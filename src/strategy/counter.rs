//! Strategies that listen to the event stream to exploit predictable opponents.

use rustc_hash::FxHashMap;

use crate::core::{GameRng, PlayerId, Throw, THROW_COUNT};
use crate::events::Event;

use super::{truth_or_next, Decision, Strategy, StrategyError};

/// Exploits [`Dummy`](super::Dummy): a claim exactly one rank above the one
/// before it is most likely a forced lie, so it gets doubted.
///
/// When forced to lie itself it claims 66, leaving the next player only
/// Mäxchen, which the player after that will probably doubt.
#[derive(Clone, Debug, Default)]
pub struct CounterDummy {
    last_claim: Option<Throw>,
    second_last_claim: Option<Throw>,
}

impl CounterDummy {
    pub fn new() -> Self {
        Self::default()
    }
}

impl Strategy for CounterDummy {
    fn name(&self) -> &str {
        "CounterDummy"
    }

    fn listens_to_events(&self) -> bool {
        true
    }

    fn on_event(&mut self, event: &Event) {
        match event {
            Event::Throw { stated, .. } => {
                self.second_last_claim = self.last_claim;
                self.last_claim = Some(*stated);
            }
            Event::Eliminated { .. } | Event::Finished { .. } | Event::Aborted { .. } => {
                self.last_claim = None;
                self.second_last_claim = None;
            }
            _ => {}
        }
    }

    fn decide_doubt(&mut self, claimed: Throw, _move_index: u32, _rng: &mut GameRng) -> Decision<bool> {
        let dummy_pattern = self
            .second_last_claim
            .and_then(|before| before.checked_add(1).ok())
            .is_some_and(|next| next == claimed);
        Decision::Answer(claimed.is_maexchen() || dummy_pattern)
    }

    fn decide_claim(
        &mut self,
        actual: Throw,
        pending: Option<Throw>,
        _move_index: u32,
        _rng: &mut GameRng,
    ) -> Decision<Throw> {
        match pending {
            Some(pending) if actual <= pending => {
                let top_double = Throw::MAEXCHEN.checked_sub(1).unwrap_or(Throw::MAEXCHEN);
                Decision::Answer(if top_double > pending { top_double } else { Throw::MAEXCHEN })
            }
            _ => Decision::Answer(actual),
        }
    }
}

/// Exploits [`Threshold`](super::Threshold) players.
///
/// Counts how often every opponent claims each throw. An opponent who claims
/// one throw far more often than any other is assumed to be a threshold
/// player, and that claim is doubted whenever they make it.
#[derive(Clone, Debug)]
pub struct CounterThreshold {
    me: Option<PlayerId>,
    claim_counts: Option<FxHashMap<PlayerId, [u32; THROW_COUNT]>>,
    last_player: Option<PlayerId>,
    min_data_points: u32,
    frequency_threshold: f64,
}

impl Default for CounterThreshold {
    fn default() -> Self {
        Self {
            me: None,
            claim_counts: None,
            last_player: None,
            min_data_points: 5,
            frequency_threshold: 0.5,
        }
    }
}

impl CounterThreshold {
    pub fn new() -> Self {
        Self::default()
    }

    /// Claims to observe before guessing an opponent's threshold.
    #[must_use]
    pub fn with_min_data_points(mut self, points: u32) -> Self {
        self.min_data_points = points;
        self
    }

    /// Share of claims the most frequent one must exceed.
    #[must_use]
    pub fn with_frequency_threshold(mut self, threshold: f64) -> Self {
        self.frequency_threshold = threshold;
        self
    }

    fn counts(&self, player: PlayerId) -> Result<&[u32; THROW_COUNT], StrategyError> {
        self.claim_counts
            .as_ref()
            .ok_or(StrategyError::NotInitialized)?
            .get(&player)
            .ok_or(StrategyError::UnknownPlayer(player))
    }

    /// Number of claims observed from `player`.
    pub fn total_tracked(&self, player: PlayerId) -> Result<u32, StrategyError> {
        Ok(self.counts(player)?.iter().sum())
    }

    /// The throw(s) `player` claimed most often.
    pub fn most_frequent(&self, player: PlayerId) -> Result<Vec<Throw>, StrategyError> {
        let counts = self.counts(player)?;
        let max = counts.iter().copied().max().unwrap_or(0);
        Ok(Throw::all().filter(|throw| counts[throw.rank()] == max).collect())
    }

    /// Share of `player`'s claims taken by their most frequent one (0 if none).
    pub fn most_frequent_share(&self, player: PlayerId) -> Result<f64, StrategyError> {
        let total = self.total_tracked(player)?;
        if total == 0 {
            return Ok(0.0);
        }
        let max = self.counts(player)?.iter().copied().max().unwrap_or(0);
        Ok(f64::from(max) / f64::from(total))
    }

    /// The claim `player` is suspected to always make, if the data is conclusive.
    pub fn suspected_threshold(&self, player: PlayerId) -> Result<Option<Throw>, StrategyError> {
        if self.total_tracked(player)? <= self.min_data_points
            || self.most_frequent_share(player)? <= self.frequency_threshold
        {
            return Ok(None);
        }
        let candidates = self.most_frequent(player)?;
        Ok(match candidates.as_slice() {
            [only] => Some(*only),
            _ => None,
        })
    }

    fn should_doubt(&self, claimed: Throw) -> Result<bool, StrategyError> {
        if claimed.is_maexchen() {
            return Ok(true);
        }
        match self.last_player {
            Some(player) => Ok(self.suspected_threshold(player)? == Some(claimed)),
            None => Ok(false),
        }
    }
}

impl Strategy for CounterThreshold {
    fn name(&self) -> &str {
        "CounterThreshold"
    }

    fn listens_to_events(&self) -> bool {
        true
    }

    fn on_init(&mut self, me: PlayerId, roster: &[PlayerId]) {
        self.me = Some(me);
        self.claim_counts = Some(
            roster
                .iter()
                .filter(|&&id| id != me)
                .map(|&id| (id, [0; THROW_COUNT]))
                .collect(),
        );
    }

    fn on_event(&mut self, event: &Event) {
        match event {
            Event::Throw { player, stated, .. } if Some(*player) != self.me => {
                match self.claim_counts.as_mut().and_then(|counts| counts.get_mut(player)) {
                    Some(counts) => counts[stated.rank()] += 1,
                    None => log::trace!("CounterThreshold: untracked claim by {}", player),
                }
                self.last_player = Some(*player);
            }
            Event::Eliminated { .. } | Event::Finished { .. } | Event::Aborted { .. } => {
                self.last_player = None;
            }
            _ => {}
        }
    }

    fn decide_doubt(&mut self, claimed: Throw, move_index: u32, _rng: &mut GameRng) -> Decision<bool> {
        match self.should_doubt(claimed) {
            Ok(doubt) => Decision::Answer(doubt),
            Err(e) => {
                log::warn!("CounterThreshold cannot decide at move {}: {}", move_index, e);
                Decision::NoResponse
            }
        }
    }

    fn decide_claim(
        &mut self,
        actual: Throw,
        pending: Option<Throw>,
        _move_index: u32,
        _rng: &mut GameRng,
    ) -> Decision<Throw> {
        Decision::Answer(truth_or_next(actual, pending))
    }
}

#[cfg(test)]
mod tests {
    use super::*;
    use crate::core::ThrowView;

    fn t(value: u8) -> Throw {
        Throw::new(value).unwrap()
    }

    fn claim(player: u32, stated: u8) -> Event {
        Event::Throw { player: PlayerId(player), actual: ThrowView::Hidden, stated: t(stated) }
    }

    #[test]
    fn test_counter_dummy_spots_one_rank_steps() {
        let mut player = CounterDummy::new();
        let mut rng = GameRng::new(0);
        player.on_event(&claim(0, 42));
        player.on_event(&claim(1, 43));
        assert_eq!(player.decide_doubt(t(43), 2, &mut rng), Decision::Answer(true));
        assert_eq!(player.decide_doubt(t(51), 2, &mut rng), Decision::Answer(false));
    }

    #[test]
    fn test_counter_dummy_forgets_after_elimination() {
        let mut player = CounterDummy::new();
        let mut rng = GameRng::new(0);
        player.on_event(&claim(0, 42));
        player.on_event(&claim(1, 43));
        player.on_event(&Event::Eliminated {
            player: PlayerId(1),
            reason: crate::events::EliminationReason::Lying,
        });
        assert_eq!(player.decide_doubt(t(43), 3, &mut rng), Decision::Answer(false));
    }

    #[test]
    fn test_counter_dummy_forced_lie_is_66() {
        let mut player = CounterDummy::new();
        let mut rng = GameRng::new(0);
        assert_eq!(player.decide_claim(t(31), Some(t(54)), 0, &mut rng), Decision::Answer(t(66)));
        assert_eq!(player.decide_claim(t(31), Some(t(66)), 0, &mut rng), Decision::Answer(t(21)));
        assert_eq!(player.decide_claim(t(55), Some(t(54)), 0, &mut rng), Decision::Answer(t(55)));
    }

    #[test]
    fn test_counter_threshold_requires_init() {
        let player = CounterThreshold::new();
        assert_eq!(player.total_tracked(PlayerId(0)), Err(StrategyError::NotInitialized));
        assert_eq!(player.most_frequent_share(PlayerId(0)), Err(StrategyError::NotInitialized));
    }

    #[test]
    fn test_counter_threshold_uninitialized_does_not_answer() {
        let mut player = CounterThreshold::new();
        let mut rng = GameRng::new(0);
        player.on_event(&claim(0, 61));
        assert_eq!(player.decide_doubt(t(61), 1, &mut rng), Decision::NoResponse);
    }

    #[test]
    fn test_counter_threshold_tables_exclude_self() {
        let mut player = CounterThreshold::new();
        let roster = [PlayerId(0), PlayerId(1), PlayerId(2)];
        player.on_init(PlayerId(0), &roster);

        assert_eq!(player.total_tracked(PlayerId(1)), Ok(0));
        assert_eq!(player.total_tracked(PlayerId(0)), Err(StrategyError::UnknownPlayer(PlayerId(0))));
        assert_eq!(player.most_frequent_share(PlayerId(2)), Ok(0.0));
    }

    #[test]
    fn test_counter_threshold_detects_threshold_player() {
        let mut player = CounterThreshold::new();
        let mut rng = GameRng::new(0);
        player.on_init(PlayerId(0), &[PlayerId(0), PlayerId(1)]);

        for _ in 0..6 {
            player.on_event(&claim(1, 61));
        }
        player.on_event(&claim(1, 33));

        assert_eq!(player.total_tracked(PlayerId(1)), Ok(7));
        assert_eq!(player.suspected_threshold(PlayerId(1)), Ok(Some(t(61))));
        assert_eq!(player.decide_doubt(t(61), 7, &mut rng), Decision::Answer(true));
        assert_eq!(player.decide_doubt(t(62), 7, &mut rng), Decision::Answer(false));
    }

    #[test]
    fn test_counter_threshold_no_assumption_with_few_points() {
        let mut player = CounterThreshold::new();
        player.on_init(PlayerId(0), &[PlayerId(0), PlayerId(1)]);
        for _ in 0..5 {
            player.on_event(&claim(1, 61));
        }
        assert_eq!(player.suspected_threshold(PlayerId(1)), Ok(None));
    }

    #[test]
    fn test_counter_threshold_ignores_own_claims() {
        let mut player = CounterThreshold::new();
        player.on_init(PlayerId(0), &[PlayerId(0), PlayerId(1)]);
        player.on_event(&claim(0, 61));
        assert_eq!(player.total_tracked(PlayerId(1)), Ok(0));
    }
}
//! Command line front end: run an evaluation batch and print the results.

use std::path::PathBuf;
use std::time::SystemTime;

use anyhow::{bail, Context};
use clap::error::ErrorKind;
use clap::Parser;
use indicatif::{ProgressBar, ProgressStyle};

use maexchen::evaluation::{append_run_log, parent_dir_exists};
use maexchen::{Evaluation, EvaluationConfig, Roster, StrategyRegistry};

const DEFAULT_LOG_PATH: &str = "simulation.log";

#[derive(Parser, Debug)]
#[command(author, version, about = "Simulate Mäxchen games between strategies", long_about = None)]
struct Cli {
    /// Number of games to simulate
    num_reps: u32,

    /// Add N Dummy players
    #[arg(long, value_name = "N", num_args = 0..=1, default_missing_value = "1")]
    dummy: Option<u32>,

    /// Add N AdvancedDummy players
    #[arg(long = "adv-dummy", value_name = "N", num_args = 0..=1, default_missing_value = "1")]
    adv_dummy: Option<u32>,

    /// Add N CounterDummy players
    #[arg(long = "c-dummy", value_name = "N", num_args = 0..=1, default_missing_value = "1")]
    c_dummy: Option<u32>,

    /// Add N ShowOff players
    #[arg(long = "show-off", value_name = "N", num_args = 0..=1, default_missing_value = "1")]
    show_off: Option<u32>,

    /// Add N Random players
    #[arg(long, value_name = "N", num_args = 0..=1, default_missing_value = "1")]
    random: Option<u32>,

    /// Add N Threshold players
    #[arg(long, alias = "threshold", value_name = "N", num_args = 0..=1, default_missing_value = "1")]
    thres: Option<u32>,

    /// Add N CounterThreshold players
    #[arg(long = "c-thres", value_name = "N", num_args = 0..=1, default_missing_value = "1")]
    c_thres: Option<u32>,

    /// Add N Tracking players
    #[arg(long, value_name = "N", num_args = 0..=1, default_missing_value = "1")]
    tracking: Option<u32>,

    /// Enable verbose output
    #[arg(short, long)]
    verbose: bool,

    /// Quiet output, i.e. no progress bar
    #[arg(short, long)]
    quiet: bool,

    /// Don't write to the log file
    #[arg(short = 'x', long = "no-write")]
    no_write: bool,

    /// File to which simulation results are appended
    #[arg(short = 'o', long = "out", value_name = "PATH")]
    out: Option<PathBuf>,

    /// Don't sort results by win rate
    #[arg(short = 'u', long = "no-sort")]
    no_sort: bool,

    /// Batch seed, for reproducible runs
    #[arg(long)]
    seed: Option<u64>,
}

impl Cli {
    /// Requested player counts by registry name, in flag order.
    fn requested(&self) -> [(&'static str, Option<u32>); 8] {
        [
            ("dummy", self.dummy),
            ("adv-dummy", self.adv_dummy),
            ("c-dummy", self.c_dummy),
            ("show-off", self.show_off),
            ("random", self.random),
            ("thres", self.thres),
            ("c-thres", self.c_thres),
            ("tracking", self.tracking),
        ]
    }
}

fn init_logging(verbose: bool) -> anyhow::Result<()> {
    let level = if verbose {
        log::LevelFilter::Debug
    } else {
        log::LevelFilter::Warn
    };
    let config = simplelog::ConfigBuilder::new()
        .set_location_level(log::LevelFilter::Off)
        .set_target_level(log::LevelFilter::Off)
        .set_thread_level(log::LevelFilter::Off)
        .build();
    simplelog::TermLogger::init(
        level,
        config,
        simplelog::TerminalMode::Stderr,
        simplelog::ColorChoice::Auto,
    )
    .context("initialize logger")
}

fn build_roster(cli: &Cli) -> anyhow::Result<Roster> {
    let registry = StrategyRegistry::with_builtins();
    let mut roster = Roster::new();
    for (name, count) in cli.requested() {
        for _ in 0..count.unwrap_or(0) {
            let strategy = registry
                .create(name)
                .with_context(|| format!("unknown strategy {}", name))?;
            roster.push(strategy);
        }
    }
    Ok(roster)
}

fn progress(total: u32, quiet: bool) -> ProgressBar {
    if quiet {
        return ProgressBar::hidden();
    }
    let bar = ProgressBar::new(u64::from(total));
    if let Ok(style) = ProgressStyle::with_template("[{bar:40}] {pos}/{len} games ({eta})") {
        bar.set_style(style.progress_chars("#>."));
    }
    bar
}

fn run(cli: Cli) -> anyhow::Result<()> {
    init_logging(cli.verbose)?;

    let roster = build_roster(&cli)?;
    if roster.is_empty() {
        bail!("You must specify at least one player (see --help)");
    }

    let log_path = if cli.no_write {
        None
    } else {
        let path = cli.out.clone().unwrap_or_else(|| PathBuf::from(DEFAULT_LOG_PATH));
        if !parent_dir_exists(&path) {
            bail!("Can't write to {}: Directory doesn't exist.", path.display());
        }
        Some(path)
    };

    let names: Vec<String> = roster
        .seats()
        .iter()
        .map(|seat| seat.strategy.name().to_string())
        .collect();

    let mut config = EvaluationConfig::new().with_repetitions(cli.num_reps);
    if let Some(seed) = cli.seed {
        config = config.with_seed(seed);
    }

    let started_at = SystemTime::now();
    let mut evaluation = Evaluation::new(roster, config);
    let bar = progress(cli.num_reps, cli.quiet);
    let results = evaluation.run_with_progress(|done, _| bar.set_position(u64::from(done)));
    bar.finish();
    let results = results?;

    let summary = results.summary(!cli.no_sort);
    if let Some(path) = log_path {
        append_run_log(&path, started_at, &names, cli.num_reps, &summary)
            .with_context(|| format!("write run log to {}", path.display()))?;
    }
    print!("{}", summary);
    Ok(())
}

fn main() {
    let cli = match Cli::try_parse() {
        Ok(cli) => cli,
        Err(e) => {
            let code = match e.kind() {
                ErrorKind::DisplayHelp | ErrorKind::DisplayVersion => 0,
                _ => 1,
            };
            let _ = e.print();
            std::process::exit(code);
        }
    };

    if let Err(e) = run(cli) {
        eprintln!("Error: {:#}", e);
        std::process::exit(1);
    }
}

----

● What you are asked to do:
Where does the word "Number" appear in the listing? List each line that holds it.

● Solution:
    /// Number of claims observed from `player`.
    /// Number of games to simulate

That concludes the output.